_Aim of the task:_ Whenever a line in the entries includes the word "Rose", copy that line out.

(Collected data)
################

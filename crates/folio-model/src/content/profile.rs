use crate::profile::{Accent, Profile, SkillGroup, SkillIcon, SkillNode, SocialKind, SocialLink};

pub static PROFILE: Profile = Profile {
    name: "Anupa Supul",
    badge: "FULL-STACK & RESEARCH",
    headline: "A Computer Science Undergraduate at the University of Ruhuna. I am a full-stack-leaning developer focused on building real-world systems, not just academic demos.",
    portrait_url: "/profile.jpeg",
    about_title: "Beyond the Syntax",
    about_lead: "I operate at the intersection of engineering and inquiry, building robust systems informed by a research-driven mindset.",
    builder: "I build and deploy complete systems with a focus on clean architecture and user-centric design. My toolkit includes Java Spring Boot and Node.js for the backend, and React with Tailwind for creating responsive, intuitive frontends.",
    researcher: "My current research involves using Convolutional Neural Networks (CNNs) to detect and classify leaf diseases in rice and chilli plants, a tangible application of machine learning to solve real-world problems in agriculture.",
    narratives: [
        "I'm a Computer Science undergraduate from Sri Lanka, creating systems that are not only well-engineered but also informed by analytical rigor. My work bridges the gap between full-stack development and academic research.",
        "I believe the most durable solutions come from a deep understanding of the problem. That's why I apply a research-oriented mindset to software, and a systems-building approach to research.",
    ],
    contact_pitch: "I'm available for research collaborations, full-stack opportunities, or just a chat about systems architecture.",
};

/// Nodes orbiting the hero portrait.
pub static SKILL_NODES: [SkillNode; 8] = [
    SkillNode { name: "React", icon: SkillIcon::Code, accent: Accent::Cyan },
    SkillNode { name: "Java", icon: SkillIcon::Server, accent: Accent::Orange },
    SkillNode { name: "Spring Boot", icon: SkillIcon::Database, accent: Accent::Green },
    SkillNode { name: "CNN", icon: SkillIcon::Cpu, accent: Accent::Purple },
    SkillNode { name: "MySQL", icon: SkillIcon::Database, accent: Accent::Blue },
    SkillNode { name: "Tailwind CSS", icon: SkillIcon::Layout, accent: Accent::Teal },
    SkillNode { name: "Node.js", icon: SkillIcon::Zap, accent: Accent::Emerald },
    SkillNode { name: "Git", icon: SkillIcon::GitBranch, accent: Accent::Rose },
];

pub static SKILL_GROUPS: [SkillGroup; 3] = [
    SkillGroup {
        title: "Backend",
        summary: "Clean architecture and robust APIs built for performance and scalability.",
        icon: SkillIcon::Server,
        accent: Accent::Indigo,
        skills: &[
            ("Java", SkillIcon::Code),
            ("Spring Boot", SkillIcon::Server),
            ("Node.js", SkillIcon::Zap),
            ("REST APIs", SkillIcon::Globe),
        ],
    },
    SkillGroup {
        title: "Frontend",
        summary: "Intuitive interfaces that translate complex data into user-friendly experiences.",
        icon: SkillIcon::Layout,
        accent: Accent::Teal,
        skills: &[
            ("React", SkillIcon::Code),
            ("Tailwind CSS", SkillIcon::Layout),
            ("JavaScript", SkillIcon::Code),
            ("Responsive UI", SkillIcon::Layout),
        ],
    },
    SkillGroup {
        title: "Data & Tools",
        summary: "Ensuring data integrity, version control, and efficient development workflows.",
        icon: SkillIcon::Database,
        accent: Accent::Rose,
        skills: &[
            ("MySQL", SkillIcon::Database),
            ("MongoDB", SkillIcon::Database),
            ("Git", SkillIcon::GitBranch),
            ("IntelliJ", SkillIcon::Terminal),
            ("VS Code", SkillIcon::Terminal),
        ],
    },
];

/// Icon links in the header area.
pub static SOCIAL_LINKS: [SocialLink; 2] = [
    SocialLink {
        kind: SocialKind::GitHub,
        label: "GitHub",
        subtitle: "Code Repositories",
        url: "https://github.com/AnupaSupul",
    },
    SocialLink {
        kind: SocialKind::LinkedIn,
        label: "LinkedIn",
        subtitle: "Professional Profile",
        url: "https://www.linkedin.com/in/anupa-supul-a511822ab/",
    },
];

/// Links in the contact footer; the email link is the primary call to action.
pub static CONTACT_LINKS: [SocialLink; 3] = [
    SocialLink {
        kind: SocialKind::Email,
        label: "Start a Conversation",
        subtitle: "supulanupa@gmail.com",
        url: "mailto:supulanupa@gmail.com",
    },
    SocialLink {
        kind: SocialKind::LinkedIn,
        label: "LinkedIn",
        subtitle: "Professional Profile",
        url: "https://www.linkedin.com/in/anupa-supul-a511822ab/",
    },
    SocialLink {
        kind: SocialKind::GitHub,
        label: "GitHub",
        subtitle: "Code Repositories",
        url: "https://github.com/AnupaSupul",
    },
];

################

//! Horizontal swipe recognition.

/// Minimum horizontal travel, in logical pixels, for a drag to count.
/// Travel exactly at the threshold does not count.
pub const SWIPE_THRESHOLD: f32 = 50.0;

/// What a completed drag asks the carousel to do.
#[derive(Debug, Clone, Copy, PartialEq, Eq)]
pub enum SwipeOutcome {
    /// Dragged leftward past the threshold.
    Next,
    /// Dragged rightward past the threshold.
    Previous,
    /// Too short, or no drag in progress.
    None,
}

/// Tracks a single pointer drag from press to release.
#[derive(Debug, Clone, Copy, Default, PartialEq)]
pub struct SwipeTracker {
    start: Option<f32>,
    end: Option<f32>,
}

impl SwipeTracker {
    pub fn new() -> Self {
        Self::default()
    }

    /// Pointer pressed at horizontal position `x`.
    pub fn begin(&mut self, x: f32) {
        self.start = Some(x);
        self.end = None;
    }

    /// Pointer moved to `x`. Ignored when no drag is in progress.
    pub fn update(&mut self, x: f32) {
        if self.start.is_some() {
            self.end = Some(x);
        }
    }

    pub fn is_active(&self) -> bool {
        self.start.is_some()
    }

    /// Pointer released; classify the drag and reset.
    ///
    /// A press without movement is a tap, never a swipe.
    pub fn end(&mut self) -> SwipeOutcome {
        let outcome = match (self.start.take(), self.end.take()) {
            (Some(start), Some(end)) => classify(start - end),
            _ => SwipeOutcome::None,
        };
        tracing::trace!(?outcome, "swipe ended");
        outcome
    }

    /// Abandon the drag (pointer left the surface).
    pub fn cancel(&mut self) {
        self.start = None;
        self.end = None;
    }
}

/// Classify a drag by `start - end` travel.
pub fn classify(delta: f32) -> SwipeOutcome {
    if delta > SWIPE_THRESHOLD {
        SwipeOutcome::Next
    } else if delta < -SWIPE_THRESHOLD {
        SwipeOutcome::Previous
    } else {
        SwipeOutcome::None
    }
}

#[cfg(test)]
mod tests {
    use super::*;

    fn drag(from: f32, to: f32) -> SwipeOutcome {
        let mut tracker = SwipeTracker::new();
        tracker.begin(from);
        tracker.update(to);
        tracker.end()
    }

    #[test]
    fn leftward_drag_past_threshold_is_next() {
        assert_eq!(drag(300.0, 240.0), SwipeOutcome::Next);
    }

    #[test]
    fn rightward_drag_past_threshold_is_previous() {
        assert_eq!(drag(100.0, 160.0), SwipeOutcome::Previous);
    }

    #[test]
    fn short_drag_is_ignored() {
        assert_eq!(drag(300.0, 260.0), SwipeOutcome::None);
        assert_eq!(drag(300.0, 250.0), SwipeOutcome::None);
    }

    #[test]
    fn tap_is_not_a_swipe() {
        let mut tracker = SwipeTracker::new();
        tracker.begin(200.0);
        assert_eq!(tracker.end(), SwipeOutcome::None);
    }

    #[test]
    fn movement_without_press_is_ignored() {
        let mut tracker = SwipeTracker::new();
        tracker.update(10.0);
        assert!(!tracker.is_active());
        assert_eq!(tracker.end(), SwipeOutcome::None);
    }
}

################

_Problem solution:_
    SkillNode { name: "Git", icon: SkillIcon::GitBranch, accent: Accent::Rose },
        accent: Accent::Rose,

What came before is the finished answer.